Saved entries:
━━━━━━━━━━
//! Template merge CLI
//!
//! Command-line tool for merging a subject's device exports into an import
//! template.

use clap::{Parser, Subcommand};
use std::fs;
use std::path::{Path, PathBuf};
use tmerge_core::combiner::delimiter_byte;
use tmerge_core::{
    combine, parse_file, save_csv, to_json, DelimiterPolicy, DirectorySource, MergeEngine,
    MergePlan, ParseOptions, RawLines, SectionCursor, SourceFile, SourceKind, TemplateSchema,
};
use tracing::{debug, info};
use tracing_subscriber::EnvFilter;

#[derive(Parser)]
#[command(name = "tmerge")]
#[command(about = "Merge subject export folders into an import template", long_about = None)]
#[command(version)]
struct Cli {
    /// Log debug detail to stderr
    #[arg(short, long, global = true)]
    verbose: bool,

    #[command(subcommand)]
    command: Commands,
}

#[derive(Subcommand)]
enum Commands {
    /// Merge one subject's files into a filled template
    Merge {
        /// Folder holding one sub-folder per subject
        #[arg(short, long)]
        source: PathBuf,

        /// Subject identifier; picks the sub-folder whose name contains it
        #[arg(long)]
        subject: String,

        /// Template CSV whose header row defines the output columns
        #[arg(short, long)]
        template: PathBuf,

        /// Merge plan (JSON); the built-in plan when omitted
        #[arg(short, long)]
        plan: Option<PathBuf>,

        /// Output directory
        #[arg(short, long)]
        output: PathBuf,

        /// Output format (csv or json)
        #[arg(long, default_value = "csv")]
        format: String,

        /// File name prefix; the subject is appended
        #[arg(long, default_value = "ImportTemplate")]
        prefix: String,

        /// Also write a JSON report of placed and skipped blocks
        #[arg(long)]
        report: bool,
    },

    /// List template columns, or resolve one column to its offset
    Schema {
        /// Template CSV
        #[arg(short, long)]
        template: PathBuf,

        /// Column to resolve
        #[arg(short, long)]
        column: Option<String>,
    },

    /// Show the sections found in a device export
    Sections {
        /// Export file
        #[arg(short, long)]
        file: PathBuf,

        /// Column holding the wrapped lines
        #[arg(short, long, default_value = "Body")]
        column: String,

        /// Delimiter of the export file itself
        #[arg(short, long, default_value = ";")]
        delimiter: char,

        /// Plan whose section markers are searched; the built-in plan when omitted
        #[arg(short, long)]
        plan: Option<PathBuf>,
    },

    /// Parse and display a single delimited file
    Parse {
        /// Path to the file
        #[arg(short, long)]
        file: PathBuf,

        /// Field delimiter
        #[arg(short, long, default_value = ",")]
        delimiter: char,
    },

    /// Write the built-in plan for editing
    CreatePlan {
        /// Output path for the plan file
        #[arg(short, long)]
        output: PathBuf,
    },
}

fn main() {
    let cli = Cli::parse();
    init_logging(cli.verbose);

    if let Err(e) = run(cli.command) {
        eprintln!("Error: {}", e);
        std::process::exit(1);
    }
}

fn init_logging(verbose: bool) {
    let default = if verbose { "tmerge=debug,tmerge_core=debug" } else { "tmerge=info,tmerge_core=info" };
    let filter = EnvFilter::try_from_default_env().unwrap_or_else(|_| EnvFilter::new(default));

    tracing_subscriber::fmt()
        .with_env_filter(filter)
        .with_writer(std::io::stderr)
        .init();
}

fn run(command: Commands) -> tmerge_core::Result<()> {
    match command {
        Commands::Merge {
            source,
            subject,
            template,
            plan,
            output,
            format,
            prefix,
            report,
        } => cmd_merge(&source, &subject, &template, plan.as_deref(), &output, &format, &prefix, report),
        Commands::Schema { template, column } => cmd_schema(&template, column.as_deref()),
        Commands::Sections {
            file,
            column,
            delimiter,
            plan,
        } => cmd_sections(&file, &column, delimiter, plan.as_deref()),
        Commands::Parse { file, delimiter } => cmd_parse(&file, delimiter),
        Commands::CreatePlan { output } => cmd_create_plan(&output),
    }
}

fn load_plan(path: Option<&Path>) -> tmerge_core::Result<MergePlan> {
    match path {
        Some(path) => {
            debug!(plan = %path.display(), "loading plan");
            MergePlan::load(path)
        }
        None => Ok(MergePlan::default()),
    }
}

#[allow(clippy::too_many_arguments)]
fn cmd_merge(
    root: &Path,
    subject: &str,
    template: &Path,
    plan_path: Option<&Path>,
    output_dir: &Path,
    format: &str,
    prefix: &str,
    write_report: bool,
) -> tmerge_core::Result<()> {
    let plan = load_plan(plan_path)?;
    let schema = TemplateSchema::load(template)?;

    let source = DirectorySource::for_subject(root, subject)?.ok_or_else(|| tmerge_core::Error::SourceUnavailable {
        name: subject.to_string(),
        reason: format!("no folder under {} matches the subject", root.display()),
    })?;

    let export = plan.export.clone();
    let outcome = MergeEngine::new(plan).merge_from(subject, &source, &schema)?;

    fs::create_dir_all(output_dir)?;
    let output = match format.to_lowercase().as_str() {
        "csv" => {
            let path = output_dir.join(format!("{}_{}.csv", prefix, subject));
            save_csv(&outcome.template, &path, &export)?;
            path
        }
        "json" => {
            let path = output_dir.join(format!("{}_{}.json", prefix, subject));
            fs::write(&path, to_json(&outcome.template, &export)?)?;
            path
        }
        _ => {
            eprintln!("Unknown format: {}. Supported formats: csv, json", format);
            std::process::exit(1);
        }
    };

    info!(output = %output.display(), rows = outcome.template.row_count(), "wrote template");
    println!("Wrote {} rows to {}", outcome.template.row_count(), output.display());

    for block in outcome.report.skipped_blocks() {
        if let tmerge_core::BlockStatus::Skipped { reason } = &block.status {
            println!("  skipped {} ({}): {}", block.instrument, block.source, reason);
        }
    }
    for file in &outcome.report.skipped_files {
        println!("  skipped file {}: {}", file.name, file.reason);
    }

    if write_report {
        let path = output_dir.join(format!("{}_{}.report.json", prefix, subject));
        outcome.report.save(&path)?;
        println!("Report written to {}", path.display());
    }

    Ok(())
}

fn cmd_schema(template: &Path, column: Option<&str>) -> tmerge_core::Result<()> {
    let schema = TemplateSchema::load(template)?;

    if let Some(column) = column {
        println!("{}\t{}", schema.offset_of(column)?, column);
        return Ok(());
    }

    println!("Template: {}", template.display());
    println!("Columns: {}", schema.width());
    println!();
    for (offset, name) in schema.columns().iter().enumerate() {
        println!("{}\t{}", offset, name);
    }

    Ok(())
}

fn cmd_sections(file: &Path, column: &str, delimiter: char, plan_path: Option<&Path>) -> tmerge_core::Result<()> {
    let plan = load_plan(plan_path)?;
    let bytes = fs::read(file).map_err(|e| tmerge_core::Error::FileRead {
        path: file.to_path_buf(),
        source: e,
    })?;
    let name = file.display().to_string();
    let source_file = SourceFile::new(name.as_str(), bytes);

    let combined = combine([&source_file], &DelimiterPolicy::fixed(delimiter), false);
    if let Some(skipped) = combined.skipped.first() {
        return Err(tmerge_core::Error::CsvParse {
            name,
            message: skipped.reason.clone(),
        });
    }
    let raw = RawLines::from_column(&combined.table, column)?;

    println!("File: {}", file.display());
    println!("Lines: {}", raw.len());
    println!();

    for source in &plan.sources {
        let SourceKind::SectionedExport { sections, .. } = &source.kind else {
            continue;
        };

        let mut cursor = SectionCursor::new(&raw.lines);
        for section_plan in sections {
            let section = cursor.next_section(&section_plan.start_marker, &section_plan.end_marker_prefix);
            if section.is_empty() {
                println!("{:<20} not found", section_plan.start_marker);
            } else {
                println!(
                    "{:<20} {} data row(s), ends at line {}",
                    section_plan.start_marker,
                    section.lines.len().saturating_sub(1),
                    cursor.position()
                );
            }
        }
    }

    Ok(())
}

fn cmd_parse(file: &Path, delimiter: char) -> tmerge_core::Result<()> {
    let name = file.display().to_string();
    let table = parse_file(file, ParseOptions::with_delimiter(delimiter_byte(delimiter, &name)?))?;

    println!("File: {}", file.display());
    println!("Columns: {}", table.column_count());
    println!("Rows: {}", table.row_count());
    println!();

    // Print header
    let header = table.column_names();
    println!("{}", header.join("\t"));
    println!("{}", "-".repeat(header.len() * 12));

    // Print first 10 rows
    for row in table.rows.iter().take(10) {
        let values: Vec<String> = row.cells.iter().map(|c| c.to_string_value()).collect();
        println!("{}", values.join("\t"));
    }

    if table.row_count() > 10 {
        println!("... ({} more rows)", table.row_count() - 10);
    }

    Ok(())
}

fn cmd_create_plan(output: &Path) -> tmerge_core::Result<()> {
    MergePlan::default().save(output)?;
    println!("Created plan: {}", output.display());
    println!();
    println!("Edit the plan to match your template's column names, then run:");
    println!("  tmerge merge --source <dir> --subject <id> --template <csv> --plan {} --output <dir>", output.display());

    Ok(())
}
//! An ordered record set implemented with an AVL tree.
//!
//! [`AvlTree`] keeps its records sorted under a comparator supplied when the
//! tree is created, and stays height-balanced after every insert and remove,
//! so lookups, inserts and removes take logarithmic time.
//!
//! [`RecordTree`] offers the same tree for opaque byte records of a fixed
//! size, with the comparator being the only code that interprets them.
//!
//! ```
//! use avl_by::AvlTree;
//! let mut tree = AvlTree::with_comparator(|a: &String, b: &String| a.len().cmp(&b.len()));
//! tree.insert(String::from("three"));
//! tree.insert(String::from("one"));
//! tree.insert(String::from("two"));
//! assert_eq!(tree.len(), 2);
//! assert_eq!(tree.iter().collect::<Vec<_>>(), ["one", "three"]);
//! ```

mod compare;
mod error;
mod node;
mod records;
mod rotate;
mod tree;

pub use compare::{Compare, Natural};
pub use error::RecordError;
pub use records::RecordTree;
pub use tree::{AvlTree, Iter};

#[cfg(test)]
mod proptests;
━━━━━━━━━━
WHAT TO WORK ON — From the records above, retype only the lines starting at the line that contains "fn cmd_create_plan(output: &Path)" and ending at the line that contains "supplied when the", both included.

ANSWER TO THIS PROBLEM —
fn cmd_create_plan(output: &Path) -> tmerge_core::Result<()> {
    MergePlan::default().save(output)?;
    println!("Created plan: {}", output.display());
    println!();
    println!("Edit the plan to match your template's column names, then run:");
    println!("  tmerge merge --source <dir> --subject <id> --template <csv> --plan {} --output <dir>", output.display());

    Ok(())
}
//! An ordered record set implemented with an AVL tree.
//!
//! [`AvlTree`] keeps its records sorted under a comparator supplied when the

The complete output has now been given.